There is right. There is wrong. Emotionless discernment of either, that is free of judgment, is a spiritual mandate that makes us truly useful.To be tolerant is to show love for those who oppose us whether they are right or wrong. - @danschwarzhoff #toleranceClick To Tweet
Suppose I go to a man’s house and see that he’s taken a light bulb, dipped it in molten gold, built a pedestal for it, placed the bulb on an altar and put a prayer pillow on the floor in front of it.
Tolerance doesn’t demand that I go along with and approve of his actions. Although, he may think I ought to.
He wouldn’t want me bringing his attention to his error. He’d want support. Yet I know for sure he is wrong and doing himself harm. I must have loving strength, not being fearful of losing his approval, and tell him so.
“Hey, guy!

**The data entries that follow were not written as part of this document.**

//! FarmaUP customer records API.
//!
//! Serves token-gated CRUD over customer records on port 3000 by default.
//!
//! # Architecture
//!
//! - Axum web framework, JSON in and out
//! - `PostgreSQL` via sqlx for storage
//! - Sentry for error tracking
//!
//! Migrations are not run on startup. Run them with `farmaup migrate`.

#![cfg_attr(not(test), forbid(unsafe_code))]

use std::sync::Arc;

use sentry::integrations::tracing as sentry_tracing;
use tracing_subscriber::{layer::SubscriberExt, util::SubscriberInitExt};

use farmaup_api::config::{ApiConfig, LogFormat};
use farmaup_api::db::{self, PgCustomerStore};
use farmaup_api::routes;
use farmaup_api::state::AppState;

/// Initialize Sentry error tracking and return guard that must be kept alive.
fn init_sentry(config: &ApiConfig) -> Option<sentry::ClientInitGuard> {
    let dsn = config.sentry_dsn.as_ref()?;

    let guard = sentry::init((
        dsn.as_str(),
        sentry::ClientOptions {
            release: sentry::release_name!(),
            environment: config
                .sentry_environment
                .clone()
                .map(std::borrow::Cow::Owned),
            attach_stacktrace: true,
            ..Default::default()
        },
    ));

    tracing::info!("Sentry initialized");
    Some(guard)
}

/// Filter tracing events to Sentry event types.
fn sentry_event_filter(metadata: &tracing::Metadata<'_>) -> sentry_tracing::EventFilter {
    match *metadata.level() {
        tracing::Level::ERROR => sentry_tracing::EventFilter::Event,
        tracing::Level::WARN | tracing::Level::INFO => sentry_tracing::EventFilter::Breadcrumb,
        _ => sentry_tracing::EventFilter::Ignore,
    }
}

#[tokio::main]
async fn main() {
    let config = ApiConfig::from_env().expect("Failed to load configuration");

    // Sentry must be initialized before the tracing subscriber
    let _sentry_guard = init_sentry(&config);

    let env_filter = tracing_subscriber::EnvFilter::try_from_default_env()
        .unwrap_or_else(|_| "farmaup_api=info,tower_http=debug".into());

    let is_json = config.log_format == LogFormat::Json;
    let json_layer = is_json.then(|| tracing_subscriber::fmt::layer().json().flatten_event(true));
    let text_layer = (!is_json).then(tracing_subscriber::fmt::layer);

    tracing_subscriber::registry()
        .with(env_filter)
        .with(json_layer)
        .with(text_layer)
        .with(sentry_tracing::layer().event_filter(sentry_event_filter))
        .init();

    let pool = db::create_pool(&config.database_url)
        .await
        .expect("Failed to create database pool");
    tracing::info!("Database pool created");

    let store = Arc::new(PgCustomerStore::new(pool.clone()));
    let state = AppState::new(config.clone(), store);
    let app = routes::router(state);

    let addr = config.socket_addr();
    tracing::info!(environment = ?config.environment, "farmaup-api listening on http://{}", addr);

    let listener = tokio::net::TcpListener::bind(addr)
        .await
        .expect("Failed to bind to address");

    axum::serve(listener, app)
        .with_graceful_shutdown(shutdown_signal())
        .await
        .expect("Server error");

    pool.close().await;
    tracing::info!("Database pool closed");
}

/// Wait for shutdown signal (Ctrl+C or SIGTERM).
async fn shutdown_signal() {
    let ctrl_c = async {
        tokio::signal::ctrl_c()
            .await
            .expect("Failed to install Ctrl+C handler");
    };

    #[cfg(unix)]
    let terminate = async {
        tokio::signal::unix::signal(tokio::signal::unix::SignalKind::terminate())
            .expect("Failed to install signal handler")
            .recv()
            .await;
    };

    #[cfg(not(unix))]
    let terminate = std::future::pending::<()>();

    tokio::select! {
        () = ctrl_c => {},
        () = terminate => {},
    }

    tracing::info!("Shutdown signal received, starting graceful shutdown");
}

God isn’t a lightbulb!” The correction could save his life.
Of course, there's the great chance is that he’ll just keep doing what he’s doing. And if my correction is delivered with any emotionality whatsoever, that will likely be the case. I haven’t helped.
However, the same correction, delivered from a place of neutrality—conscious and free from all negative emotion, makes a difference.
Truth, conveyed by an individual who’s not in the least bit upset or angrily suppressed, delivers patience and love.
The absence of anger is powerful. It’s curative. There’s a very great likelihood that he will instantly surrender to a nonjudgmental exemplar of patience. And he won’t even know why. Love changes people.
Most people are not practiced in this kind of emotional neutrality. They are so wrapped up in their own thoughts and the emotional spin of ego-intellect, that they’re are incapable of passing on loving correction to others. They may like to, but they feel the sting of their own judgment inside and can’t muster the courage to be outspoken. Although they must in this lifetime or else waste their purpose, whatever that purpose comes to be.